No campaign, no problem
Going through the campaign for a Call of Duty game was a complete crapshoot. You never knew if you were going to get a great hamfest or something that took itself far too seriously, and now it’s completely out of the equation.
Starting with Black Ops 4, the focus is almost entirely on multiplayer. There’s three modes: no more, no less, and practically zero single player only components. Let’s go.
Call of Duty: Black Ops 4 (PC, PS4 [reviewed], Xbox One)
Released: October 12, 2018
Let’s keep things simple and break down my experience with every mode.
This is clearly the new main event and it shows.
Activision is taking on the Battle Royale genre and…surprisingly doing very well at it so far? Although I would hardly call Activision “first to market” with this new flavor of the year genre (for the publisher gold rush at least) they are one of the first big studios outside of Epic Games to fully embrace it. PUBG‘s lack of innovation will only carry it so far if other studios follow in the stead of Treyarch.
Blackout is basically Battle Royale on steroids: without being too obnoxious about it. There’s zombies, but only in select locations almost like an Easter egg inclusion. There’s gadgets without going too crazy with something wild like teleportation devices that players can get immediately. It’s still that grounded everyone for themselves mode that millions of people flocked to in this past year. Wait what the hell is a Battle Royale? Here’s a quick refresher: 100 people are dropped into a location (sometimes on teams) and have to kill each other. Good, you’re all caught up.

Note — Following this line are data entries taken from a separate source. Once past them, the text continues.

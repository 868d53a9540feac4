use gossip_membership::membership::payload::decode_peers;
use gossip_membership::membership::{
  Endpoint, Heartbeat, PeerList, PeerState, RaftMembershipState,
};
use gossip_membership::testkit::{peer, peer_at};
use gossip_membership::MembershipError;
use itertools::Itertools;
use rand::rngs::SmallRng;
use rand::seq::SliceRandom;
use rand::SeedableRng;

const PEERS: u16 = 300;

fn ports(list: &PeerList) -> Vec<u16> {
  list
    .iter()
    .map(|p| p.unwrap().management_endpoint().port())
    .collect()
}

#[test]
fn peer_list_random_inserts_stay_sorted() {
  let mut rng = SmallRng::seed_from_u64(7);
  let mut order = (0..PEERS).collect::<Vec<_>>();
  order.shuffle(&mut rng);

  let mut list = PeerList::new(PEERS as usize);
  for port in order.iter() {
    assert!(list.insert(&peer(*port, PeerState::Alive)).unwrap());
    assert!(list.is_sorted());
  }
  assert!(!list.insert(&peer(order[0], PeerState::Dead)).unwrap());
  assert_eq!(list.len(), PEERS as usize);
  assert!(ports(&list).iter().tuple_windows().all(|(a, b)| a < b));

  for port in order.iter() {
    let idx = list.find(&peer(*port, PeerState::Null)).unwrap().unwrap();
    assert_eq!(list.get(idx).unwrap().management_endpoint().port(), *port);
  }
  assert_eq!(
    list
      .find_endpoint(&Endpoint::new("10.0.0.1", PEERS).unwrap())
      .unwrap(),
    Err(PEERS as usize)
  );
  // hosts compare before ports
  assert_eq!(
    list
      .find_endpoint(&Endpoint::new("10.0.0.0", 65535).unwrap())
      .unwrap(),
    Err(0)
  );
}

#[test]
fn peer_list_shuffle_then_sort_restores_order() {
  let mut list = PeerList::new(64);
  for port in 0..64 {
    list.append(&peer(port, PeerState::Alive)).unwrap();
  }
  let sorted = ports(&list);

  list.shuffle_with(&mut SmallRng::seed_from_u64(42));
  assert!(!list.is_sorted());
  assert_ne!(ports(&list), sorted);
  assert_eq!(
    ports(&list).into_iter().sorted().collect::<Vec<_>>(),
    sorted
  );
  assert_eq!(
    list.find(&peer(3, PeerState::Alive)),
    Err(MembershipError::Unsorted("find"))
  );
  assert!(list.merge(&[], None).is_err());

  list.sort().unwrap();
  assert!(list.is_sorted());
  assert_eq!(ports(&list), sorted);
}

#[test]
fn peer_list_update_keeps_position() {
  let mut list = PeerList::new(8);
  for port in &[10, 20, 30] {
    list.insert(&peer(*port, PeerState::Alive)).unwrap();
  }
  let mut p = peer_at(20, PeerState::Suspect, Heartbeat::new(4, 2));
  p.raft_memberships_mut()
    .add_detached(1, 3, RaftMembershipState::Leader, "orders")
    .unwrap();
  assert!(list.update(&p).unwrap());
  assert!(!list.update(&peer(25, PeerState::Alive)).unwrap());

  assert_eq!(ports(&list), vec![10, 20, 30]);
  assert_eq!(list.get(1).unwrap(), p);
  assert_eq!(
    list.get(3),
    Err(MembershipError::IndexOutOfBounds { index: 3, len: 3 })
  );
}

#[test]
fn peer_list_payload_round_trips_full_records() {
  let mut list = PeerList::new(4);
  let mut big = peer_at(2, PeerState::Alive, Heartbeat::new(9, 9));
  for id in 0..20 {
    big
      .raft_memberships_mut()
      .add_detached(id, id * 2, RaftMembershipState::Follower, &"x".repeat(128))
      .unwrap();
  }
  list.insert(&big).unwrap();
  list.insert(&peer(1, PeerState::Dead)).unwrap();

  let decoded = decode_peers(&list.payload()).unwrap();
  assert_eq!(decoded, list.to_vec().unwrap());
  assert_eq!(decoded[1], big);
}

#[test]
fn peer_list_clear_keeps_capacity() {
  let mut list = PeerList::new(2);
  list.insert(&peer(1, PeerState::Alive)).unwrap();
  list.insert(&peer(2, PeerState::Alive)).unwrap();
  assert!(list.insert(&peer(3, PeerState::Alive)).is_err());

  list.clear();
  assert!(list.is_empty());
  assert_eq!(list.capacity(), 2);
  assert!(list.insert(&peer(3, PeerState::Alive)).unwrap());
  assert_eq!(
    list.iter().collect::<Vec<_>>(),
    vec![Ok(peer(3, PeerState::Alive))]
  );
}
//! Gossip-based cluster membership: every node keeps an eventually consistent view of every
//! other node's liveness and raft partition memberships, exchanged as bounded binary records.
//! See [`membership`] for the protocol.

pub mod error;
pub mod membership;
pub mod testkit;

#[rustfmt::skip]
pub use {
  error::MembershipError,
  error::Result,
};
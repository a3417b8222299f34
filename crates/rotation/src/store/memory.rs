//! In-memory secret store
//!
//! Follows the remote store's staging semantics closely enough that the
//! rotation core can be exercised end to end without a network:
//!
//! - a version may exist with stages but no value yet (the state a rotation
//!   starts in, see [`MemorySecretStore::begin_rotation`]);
//! - attaching a stage to a version removes it from every other version;
//! - moving CURRENT away from a version marks that version PREVIOUS;
//! - re-putting an identical value on an existing version is accepted,
//!   a different value is rejected.
//!
//! One-shot failures can be injected per operation to drive error paths.

use async_trait::async_trait;
use parking_lot::{Mutex, RwLock};
use secrecy::{ExposeSecret, SecretString};
use std::collections::HashMap;
use subtle::ConstantTimeEq;

use super::{
    GetSecretValue, PutSecretValue, SecretStore, StoreError, StoreMetrics, StoreOperation,
    StoreResult, UpdateVersionStage,
};
use crate::config::PasswordPolicy;
use crate::core::{SecretDescription, SecretId, SecretValue, Stage, VersionId};

struct VersionRecord {
    value: Option<SecretString>,
    stages: Vec<Stage>,
}

struct SecretRecord {
    rotation_enabled: bool,
    versions: HashMap<VersionId, VersionRecord>,
}

impl SecretRecord {
    fn holders_of(&self, stage: &Stage) -> Vec<VersionId> {
        self.versions
            .iter()
            .filter(|(_, record)| record.stages.contains(stage))
            .map(|(version, _)| version.clone())
            .collect()
    }

    fn remove_stage(&mut self, version: &VersionId, stage: &Stage) {
        if let Some(record) = self.versions.get_mut(version) {
            record.stages.retain(|s| s != stage);
        }
    }

    fn add_stage(&mut self, version: &VersionId, stage: Stage) {
        if let Some(record) = self.versions.get_mut(version)
            && !record.stages.contains(&stage)
        {
            record.stages.push(stage);
        }
    }

    fn demote(&mut self, version: &VersionId) {
        for record in self.versions.values_mut() {
            record.stages.retain(|s| *s != Stage::Previous);
        }
        self.add_stage(version, Stage::Previous);
    }

    /// Attach `stage` to `target`, taking it off every other version
    fn attach(&mut self, target: &VersionId, stage: Stage) {
        let previous_holders: Vec<VersionId> = self
            .holders_of(&stage)
            .into_iter()
            .filter(|v| v != target)
            .collect();

        for holder in &previous_holders {
            self.remove_stage(holder, &stage);
        }

        if stage == Stage::Current
            && let Some(demoted) = previous_holders.first()
        {
            self.demote(demoted);
        }

        self.add_stage(target, stage);
    }
}

/// In-process [`SecretStore`] for tests and local runs
#[derive(Default)]
pub struct MemorySecretStore {
    secrets: RwLock<HashMap<SecretId, SecretRecord>>,
    failures: Mutex<HashMap<StoreOperation, StoreError>>,
    metrics: StoreMetrics,
}

impl std::fmt::Debug for MemorySecretStore {
    fn fmt(&self, f: &mut std::fmt::Formatter<'_>) -> std::fmt::Result {
        f.debug_struct("MemorySecretStore")
            .field("secrets", &self.secrets.read().len())
            .field("metrics", &self.metrics)
            .finish_non_exhaustive()
    }
}
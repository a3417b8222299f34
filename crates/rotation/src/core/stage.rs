//! Staging labels attached to secret versions

use serde::{Deserialize, Serialize};
use std::convert::Infallible;
use std::fmt;
use std::str::FromStr;

/// Wire label of the active version
pub const CURRENT_LABEL: &str = "AWSCURRENT";
/// Wire label of the candidate version being rotated in
pub const PENDING_LABEL: &str = "AWSPENDING";
/// Wire label of the version demoted by the last promotion
pub const PREVIOUS_LABEL: &str = "AWSPREVIOUS";

/// A staging label on a secret version
///
/// The store guarantees exactly one version carries [`Stage::Current`] at any
/// consistent point in time. At most one version carries [`Stage::Pending`].
/// Any other label is kept verbatim as [`Stage::Custom`].
#[derive(Debug, Clone, PartialEq, Eq, Hash, PartialOrd, Ord, Serialize, Deserialize)]
#[serde(from = "String", into = "String")]
pub enum Stage {
    /// Active, in-use value
    Current,
    /// Candidate value being rotated in
    Pending,
    /// Value demoted by the most recent promotion
    Previous,
    /// Caller-defined label
    Custom(String),
}

impl Stage {
    /// Returns the label as it appears on the wire
    pub fn as_str(&self) -> &str {
        match self {
            Self::Current => CURRENT_LABEL,
            Self::Pending => PENDING_LABEL,
            Self::Previous => PREVIOUS_LABEL,
            Self::Custom(label) => label,
        }
    }
}

impl fmt::Display for Stage {
    fn fmt(&self, f: &mut fmt::Formatter<'_>) -> fmt::Result {
        f.write_str(self.as_str())
    }
}

impl FromStr for Stage {
    type Err = Infallible;

    fn from_str(s: &str) -> Result<Self, Self::Err> {
        Ok(match s {
            CURRENT_LABEL => Self::Current,
            PENDING_LABEL => Self::Pending,
            PREVIOUS_LABEL => Self::Previous,
            other => Self::Custom(other.to_string()),
        })
    }
}

impl From<String> for Stage {
    fn from(s: String) -> Self {
        match s.as_str() {
            CURRENT_LABEL => Self::Current,
            PENDING_LABEL => Self::Pending,
            PREVIOUS_LABEL => Self::Previous,
            _ => Self::Custom(s),
        }
    }
}

impl From<Stage> for String {
    fn from(stage: Stage) -> Self {
        match stage {
            Stage::Custom(label) => label,
            known => known.as_str().to_string(),
        }
    }
}

#[cfg(test)]
mod tests {
    use super::*;

    #[test]
    fn test_known_labels_parse() {
        assert_eq!("AWSCURRENT".parse::<Stage>().unwrap(), Stage::Current);
        assert_eq!("AWSPENDING".parse::<Stage>().unwrap(), Stage::Pending);
        assert_eq!("AWSPREVIOUS".parse::<Stage>().unwrap(), Stage::Previous);
    }

    #[test]
    fn test_custom_label_is_kept_verbatim() {
        let stage: Stage = "blue-green".parse().unwrap();
        assert_eq!(stage, Stage::Custom("blue-green".into()));
        assert_eq!(stage.to_string(), "blue-green");
    }

    #[test]
    fn test_labels_are_case_sensitive() {
        let stage: Stage = "awscurrent".parse().unwrap();
        assert_ne!(stage, Stage::Current);
    }

    #[test]
    fn test_serde_uses_wire_labels() {
        let json = serde_json::to_string(&vec![Stage::Current, Stage::Custom("x".into())]).unwrap();
        assert_eq!(json, r#"["AWSCURRENT","x"]"#);

        let back: Vec<Stage> = serde_json::from_str(r#"["AWSPENDING"]"#).unwrap();
        assert_eq!(back, vec![Stage::Pending]);
    }
}
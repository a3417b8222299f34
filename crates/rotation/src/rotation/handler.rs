//! Rotation step dispatcher
//!
//! Entry point for one invocation: validate identifiers, run the staging gate,
//! then route to exactly one step. The handler keeps no state between
//! invocations and never retries; each step is idempotent on its own.

use std::sync::Arc;

use super::create::{CreateOutcome, create_secret};
use super::error::{RotationError, RotationResult};
use super::finish::{FinishOutcome, finish_secret};
use super::step::{RotationEvent, RotationInvocation, RotationStep};
use super::target::CredentialTarget;
use super::validator::check_staging;
use crate::config::RotationConfig;
use crate::store::SecretStore;

/// What a successful invocation did
#[derive(Debug, Clone, PartialEq, Eq)]
pub enum StepOutcome {
    /// createSecret finished
    Created(CreateOutcome),
    /// setSecret finished
    Set,
    /// testSecret finished
    Tested,
    /// finishSecret finished
    Finished(FinishOutcome),
}

/// Dispatches rotation invocations against one store and one target
///
/// # Example
///
/// ```rust
/// use std::sync::Arc;
/// use stagehand_rotation::{RotationEvent, RotationHandler, UnimplementedTarget};
/// use stagehand_rotation::store::MemorySecretStore;
///
/// # async fn run() -> Result<(), stagehand_rotation::RotationError> {
/// let store = Arc::new(MemorySecretStore::new());
/// let handler = RotationHandler::new(store, UnimplementedTarget);
///
/// handler
///     .handle(RotationEvent::new("db-pwd", "v2", "createSecret"))
///     .await?;
/// # Ok(())
/// # }
/// ```
pub struct RotationHandler<S, T> {
    store: Arc<S>,
    target: T,
    config: RotationConfig,
}

impl<S, T> std::fmt::Debug for RotationHandler<S, T> {
    fn fmt(&self, f: &mut std::fmt::Formatter<'_>) -> std::fmt::Result {
        f.debug_struct("RotationHandler")
            .field("config", &self.config)
            .finish_non_exhaustive()
    }
}

impl<S, T> RotationHandler<S, T>
where
    S: SecretStore,
    T: CredentialTarget,
{
    /// Create a handler with the default configuration
    pub fn new(store: Arc<S>, target: T) -> Self {
        Self {
            store,
            target,
            config: RotationConfig::default(),
        }
    }

    /// Replace the configuration after validating it
    pub fn with_config(mut self, config: RotationConfig) -> RotationResult<Self> {
        config.validate()?;
        self.config = config;
        Ok(self)
    }

    /// The store this handler talks to
    pub fn store(&self) -> &Arc<S> {
        &self.store
    }

    /// Target that runs setSecret and testSecret
    pub fn target(&self) -> &T {
        &self.target
    }

    /// Active configuration
    pub fn config(&self) -> &RotationConfig {
        &self.config
    }

    /// Handle an event as delivered by the transport
    pub async fn handle(&self, event: RotationEvent) -> RotationResult<StepOutcome> {
        match event.into_invocation() {
            Ok(invocation) => self.dispatch(&invocation).await,
            Err(e) => Err(log_rejected(e)),
        }
    }

    /// Handle a raw JSON payload
    pub async fn handle_json(&self, payload: &str) -> RotationResult<StepOutcome> {
        match serde_json::from_str::<RotationEvent>(payload) {
            Ok(event) => self.handle(event).await,
            Err(e) => Err(log_rejected(e.into())),
        }
    }

    /// Run the staging gate, then exactly one step
    ///
    /// The outcome is logged once, whether the gate, the step name or the
    /// step itself decided it.
    #[tracing::instrument(
        skip_all,
        fields(secret_id = %invocation.secret_id, version = %invocation.token, step = %invocation.step)
    )]
    pub async fn dispatch(&self, invocation: &RotationInvocation) -> RotationResult<StepOutcome> {
        let outcome = self.run(invocation).await;
        match &outcome {
            Ok(result) => tracing::info!(outcome = ?result, "Rotation step completed"),
            Err(e) => tracing::error!(error = %e, "Rotation step failed"),
        }
        outcome
    }

    async fn run(&self, invocation: &RotationInvocation) -> RotationResult<StepOutcome> {
        let RotationInvocation {
            secret_id,
            token,
            step,
        } = invocation;
        let store = self.store.as_ref();

        check_staging(store, secret_id, token).await?;

        let step: RotationStep = step.parse()?;
        tracing::debug!("Dispatching rotation step");

        match step {
            RotationStep::CreateSecret => {
                create_secret(store, &self.config.password, secret_id, token)
                    .await
                    .map(StepOutcome::Created)
            }
            RotationStep::SetSecret => self
                .target
                .set_secret(store, secret_id, token)
                .await
                .map(|()| StepOutcome::Set),
            RotationStep::TestSecret => self
                .target
                .test_secret(store, secret_id, token)
                .await
                .map(|()| StepOutcome::Tested),
            RotationStep::FinishSecret => finish_secret(store, secret_id, token)
                .await
                .map(StepOutcome::Finished),
        }
    }
}

fn log_rejected(error: RotationError) -> RotationError {
    tracing::error!(error = %error, "Rotation step failed");
    error
}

It’s not a terribly difficult thing to grasp and that’s why so many people find it easy to pick up and play. I’m finding myself gravitating toward it far more than multiplayer, which doesn’t do a whole lot for me this time around. The near-future theme that Black Ops evolved into was novel at first, but now it’s just too familiar.
Multiplayer in Black Ops 4 attempts to revert back to a more strategic approach while marrying the arcade-like supers and gadgets of newer iterations. Yet, it never really manages to hit the highs of either era.
Chucking regenerative health (something that quickly became a punching bag of sorts over a decade ago when it was subsequently added to every shooter) is a nice gesture, as is weapon feel re-balancing, but the perk/mod system ostensibly feels the same, as are many of the base game map layouts (most of the best boards come from DLC in modern Call of Duty games).
A lot of time was spent making everything else in Black Ops 4 stand out and multiplayer is the comfort food of the package. With Blackout in the picture this has actually become the weakest mode for me: a complete tonal shift. In a parallel universe Activision released Black Ops 4 with a mediocre campaign and a samey multiplayer element and killed off the franchise. But today is not that day.
Given the continued strength of zombies and the showmanship of Blackout that isn’t the case. I’ll be experimenting with the Solo Missions soon to see if they spice things up at all or merely serve as a tutorial.
Zombies truly is a compromise this time around: it’s as wacky or as familiar as you want it to be. A Roman Colosseum, cruise liner, and a prison are still perfect settings for zombies even if the latter is a redux of a prior stint.
That redux, mind, is put in purposefully for the hardcore crowd. While we do get a glimpse at a new team, the prison map (Blood of the Dead) is really where the meat lies. This one is going to take some time to dig into (especially the returning RPG-esque elements and mutations), but so far the total zombie angle seems to deliver on both casual and hardcore fronts. It’s zombies! Very seldom has any agent of Activision (including the father studio of zombies, Treyarch) screwed this up.
In a rare case in recent years, primarily due to Blackout, it feels like Call of Duty is getting with the times. Their typical tactic of stalwartly standing in a snowstorm in a big city isn’t going to cut it forever. That city inherently has a lot of potential customers, but over time not everyone is going to want to buy the same thing in a crowded holiday season.
So that’s what I have so far! Expect our full review sometime next week.
[This review is based on a retail build of the game purchased by the reviewer. We also did not attend the industry review event.]